Four hard rules attach to every PIF:
- One PIF per product. Same product sold in different markets with the same formulation can share one PIF; a variant with a material change (different preservative, different fragrance, different claims) needs its own.
- Held at the RP's EU address in electronic or other accessible format. A PIF kept only at a US headquarters is non-compliant — the regulator must be able to obtain it from an EU-established RP without crossing the Atlantic.
- In a language easily understood by the competent authorities of the member state where the RP is established. In practice English is widely accepted, but national authorities may require translation.
- Retained for 10 years after the last batch of the product was placed on the market.

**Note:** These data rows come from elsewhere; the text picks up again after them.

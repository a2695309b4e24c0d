//! Summary statistics over the cleaned ridership table.
//!
//! Reproduces the exploratory measures used for operational planning:
//! weekday/weekend split, day-of-week and monthly ridership profiles, and
//! average usage per service category.

use crate::data::{RidershipTable, ServiceType};
use crate::error::{ForecastError, Result};
use crate::utils::stats::mean;
use chrono::{Datelike, Weekday};

/// Week in Monday-first order, for stable profile output.
const WEEK: [Weekday; 7] = [
    Weekday::Mon,
    Weekday::Tue,
    Weekday::Wed,
    Weekday::Thu,
    Weekday::Fri,
    Weekday::Sat,
    Weekday::Sun,
];

/// Headline operational statistics for the dataset.
#[derive(Debug, Clone, PartialEq)]
pub struct SummaryStats {
    pub weekday_avg: f64,
    pub weekend_avg: f64,
    /// Percentage drop from weekday to weekend ridership.
    pub weekend_drop_pct: f64,
    pub busiest_day: Weekday,
    pub busiest_day_avg: f64,
    pub quietest_day: Weekday,
    pub quietest_day_avg: f64,
    /// 1-based month number with the highest average daily total.
    pub busiest_month: u32,
    pub busiest_month_avg: f64,
    pub quietest_month: u32,
    pub quietest_month_avg: f64,
}

/// Compute the headline statistics. Fails on an empty table.
pub fn summarize(table: &RidershipTable) -> Result<SummaryStats> {
    if table.is_empty() {
        return Err(ForecastError::EmptyData);
    }

    let mut weekday_totals = Vec::new();
    let mut weekend_totals = Vec::new();
    for (record, &total) in table.records().iter().zip(table.totals()) {
        if is_weekend(record.date.weekday()) {
            weekend_totals.push(total);
        } else {
            weekday_totals.push(total);
        }
    }

    let weekday_avg = mean(&weekday_totals);
    let weekend_avg = mean(&weekend_totals);
    let weekend_drop_pct = if weekday_avg > 0.0 {
        (1.0 - weekend_avg / weekday_avg) * 100.0
    } else {
        0.0
    };

    let days = day_of_week_averages(table);
    let (busiest_day, busiest_day_avg) = pick_max(days.iter().map(|&(d, v)| (d, v)))?;
    let (quietest_day, quietest_day_avg) = pick_min(days.iter().map(|&(d, v)| (d, v)))?;

    let months = monthly_averages(table);
    let (busiest_month, busiest_month_avg) = pick_max(months.iter().copied())?;
    let (quietest_month, quietest_month_avg) = pick_min(months.iter().copied())?;

    Ok(SummaryStats {
        weekday_avg,
        weekend_avg,
        weekend_drop_pct,
        busiest_day,
        busiest_day_avg,
        quietest_day,
        quietest_day_avg,
        busiest_month,
        busiest_month_avg,
        quietest_month,
        quietest_month_avg,
    })
}

/// Average daily total per day of week, Monday first.
///
/// Days with no observations are omitted.
pub fn day_of_week_averages(table: &RidershipTable) -> Vec<(Weekday, f64)> {
    WEEK.iter()
        .filter_map(|&weekday| {
            let totals: Vec<f64> = table
                .records()
                .iter()
                .zip(table.totals())
                .filter(|(r, _)| r.date.weekday() == weekday)
                .map(|(_, &t)| t)
                .collect();
            if totals.is_empty() {
                None
            } else {
                Some((weekday, mean(&totals)))
            }
        })
        .collect()
}

/// Average daily total per calendar month (1-based), ascending by month.
///
/// Months with no observations are omitted.
pub fn monthly_averages(table: &RidershipTable) -> Vec<(u32, f64)> {
    (1..=12u32)
        .filter_map(|month| {
            let totals: Vec<f64> = table
                .records()
                .iter()
                .zip(table.totals())
                .filter(|(r, _)| r.date.month() == month)
                .map(|(_, &t)| t)
                .collect();
            if totals.is_empty() {
                None
            } else {
                Some((month, mean(&totals)))
            }
        })
        .collect()
}

/// Day-of-week by calendar-month averages of the daily total.
///
/// Backing data for the ridership heatmap: one row per weekday (Monday
/// first), one column per observed month.
#[derive(Debug, Clone, PartialEq)]
pub struct WeekdayMonthPivot {
    /// Observed calendar months (1-based), ascending.
    pub months: Vec<u32>,
    /// Average total per weekday, aligned with `months`. Cells with no
    /// observations hold NaN.
    pub rows: Vec<(Weekday, Vec<f64>)>,
}

/// Pivot the daily totals into a weekday-by-month average grid.
pub fn weekday_month_pivot(table: &RidershipTable) -> WeekdayMonthPivot {
    let months: Vec<u32> = (1..=12u32)
        .filter(|&m| table.records().iter().any(|r| r.date.month() == m))
        .collect();

    let rows = WEEK
        .iter()
        .map(|&weekday| {
            let cells = months
                .iter()
                .map(|&month| {
                    let totals: Vec<f64> = table
                        .records()
                        .iter()
                        .zip(table.totals())
                        .filter(|(r, _)| {
                            r.date.weekday() == weekday && r.date.month() == month
                        })
                        .map(|(_, &t)| t)
                        .collect();
                    mean(&totals)
                })
                .collect();
            (weekday, cells)
        })
        .collect();

    WeekdayMonthPivot { months, rows }
}

/// Average daily journeys per service category, busiest first.
pub fn service_averages(table: &RidershipTable) -> Vec<(ServiceType, f64)> {
    let mut averages: Vec<(ServiceType, f64)> = ServiceType::ALL
        .iter()
        .enumerate()
        .map(|(i, &service)| {
            let values: Vec<f64> = table.records().iter().map(|r| r.counts[i]).collect();
            (service, mean(&values))
        })
        .collect();
    averages.sort_by(|a, b| b.1.partial_cmp(&a.1).unwrap_or(std::cmp::Ordering::Equal));
    averages
}

fn is_weekend(weekday: Weekday) -> bool {
    matches!(weekday, Weekday::Sat | Weekday::Sun)
}

fn pick_max<K: Copy>(items: impl Iterator<Item = (K, f64)>) -> Result<(K, f64)> {
    items
        .max_by(|a, b| a.1.partial_cmp(&b.1).unwrap_or(std::cmp::Ordering::Equal))
        .ok_or(ForecastError::EmptyData)
}

fn pick_min<K: Copy>(items: impl Iterator<Item = (K, f64)>) -> Result<(K, f64)> {
    items
        .min_by(|a, b| a.1.partial_cmp(&b.1).unwrap_or(std::cmp::Ordering::Equal))
        .ok_or(ForecastError::EmptyData)
}

#[cfg(test)]
mod tests {
    use super::*;
    use crate::data::DayRecord;
    use approx::assert_relative_eq;
    use chrono::{Duration, NaiveDate};

    fn day(y: i32, m: u32, d: u32) -> NaiveDate {
        NaiveDate::from_ymd_opt(y, m, d).unwrap()
    }

    /// Two weeks starting Monday 2024-01-01: weekdays carry 1000, weekends 400.
    fn two_week_table() -> RidershipTable {
        let records = (0..14)
            .map(|i| {
                let date = day(2024, 1, 1) + Duration::days(i);
                let total = if is_weekend(date.weekday()) { 400.0 } else { 1000.0 };
                DayRecord {
                    date,
                    counts: [total, 0.0, 0.0, 0.0, 0.0, 0.0],
                }
            })
            .collect();
        RidershipTable::new(records)
    }

    #[test]
    fn weekend_drop_is_measured() {
        let stats = summarize(&two_week_table()).unwrap();

        assert_relative_eq!(stats.weekday_avg, 1000.0, epsilon = 1e-9);
        assert_relative_eq!(stats.weekend_avg, 400.0, epsilon = 1e-9);
        assert_relative_eq!(stats.weekend_drop_pct, 60.0, epsilon = 1e-9);
    }

    #[test]
    fn day_profile_covers_observed_days_in_week_order() {
        let profile = day_of_week_averages(&two_week_table());
        assert_eq!(profile.len(), 7);
        assert_eq!(profile[0].0, Weekday::Mon);
        assert_eq!(profile[6].0, Weekday::Sun);
        assert_relative_eq!(profile[0].1, 1000.0, epsilon = 1e-9);
        assert_relative_eq!(profile[5].1, 400.0, epsilon = 1e-9);
    }

    #[test]
    fn peaks_and_troughs_identified() {
        // January heavier than February
        let mut records: Vec<DayRecord> = (0..31)
            .map(|i| DayRecord {
                date: day(2024, 1, 1) + Duration::days(i),
                counts: [900.0, 0.0, 0.0, 0.0, 0.0, 0.0],
            })
            .collect();
        records.extend((0..29).map(|i| DayRecord {
            date: day(2024, 2, 1) + Duration::days(i),
            counts: [300.0, 0.0, 0.0, 0.0, 0.0, 0.0],
        }));
        let stats = summarize(&RidershipTable::new(records)).unwrap();

        assert_eq!(stats.busiest_month, 1);
        assert_relative_eq!(stats.busiest_month_avg, 900.0, epsilon = 1e-9);
        assert_eq!(stats.quietest_month, 2);
        assert_relative_eq!(stats.quietest_month_avg, 300.0, epsilon = 1e-9);
    }

    #[test]
    fn pivot_crosses_weekday_with_month() {
        // Two January weeks plus one February Monday at a different level
        let mut records: Vec<DayRecord> = (0..14)
            .map(|i| {
                let date = day(2024, 1, 1) + Duration::days(i);
                let total = if is_weekend(date.weekday()) { 400.0 } else { 1000.0 };
                DayRecord {
                    date,
                    counts: [total, 0.0, 0.0, 0.0, 0.0, 0.0],
                }
            })
            .collect();
        records.push(DayRecord {
            date: day(2024, 2, 5), // a Monday
            counts: [700.0, 0.0, 0.0, 0.0, 0.0, 0.0],
        });
        let pivot = weekday_month_pivot(&RidershipTable::new(records));

        assert_eq!(pivot.months, vec![1, 2]);
        assert_eq!(pivot.rows.len(), 7);

        let (monday, monday_cells) = &pivot.rows[0];
        assert_eq!(*monday, Weekday::Mon);
        assert_relative_eq!(monday_cells[0], 1000.0, epsilon = 1e-9);
        assert_relative_eq!(monday_cells[1], 700.0, epsilon = 1e-9);

        // No February Tuesdays observed
        let (_, tuesday_cells) = &pivot.rows[1];
        assert!(tuesday_cells[1].is_nan());
    }

    #[test]
    fn service_averages_sorted_descending() {
        let records = vec![DayRecord {
            date: day(2024, 1, 1),
            counts: [100.0, 500.0, 5.0, 300.0, 50.0, 1.0],
        }];
        let averages = service_averages(&RidershipTable::new(records));

        assert_eq!(averages[0].0, ServiceType::LightRail);
        assert_eq!(averages[1].0, ServiceType::RapidRoute);
        assert_eq!(averages[5].0, ServiceType::Other);
    }

    #[test]
    fn empty_table_is_an_error() {
        let empty = RidershipTable::new(vec![]);
        assert!(matches!(summarize(&empty), Err(ForecastError::EmptyData)));
    }
}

02The five mandatory PIF components
Article 11(2) of 1223/2009 names the five components every PIF must contain. National authorities open the PIF and check for these five by name; missing any one — even if the substance is held elsewhere — is a non-compliance.
- Product description — the exact product identification (name, identifier, manufacturer / RP / importer details) sufficient that the PIF can be unambiguously linked to the marketed product.
- Cosmetic Product Safety Report (CPSR) — the safety assessment, structured per Annex I to 1223/2009, in two parts: Part A (safety information) and Part B (safety assessment by a qualified safety assessor). See the next section.
- Description of the manufacturing method, and a statement of compliance with Good Manufacturing Practice for cosmetics — ISO 22716 is the de facto standard and the statement typically cites it.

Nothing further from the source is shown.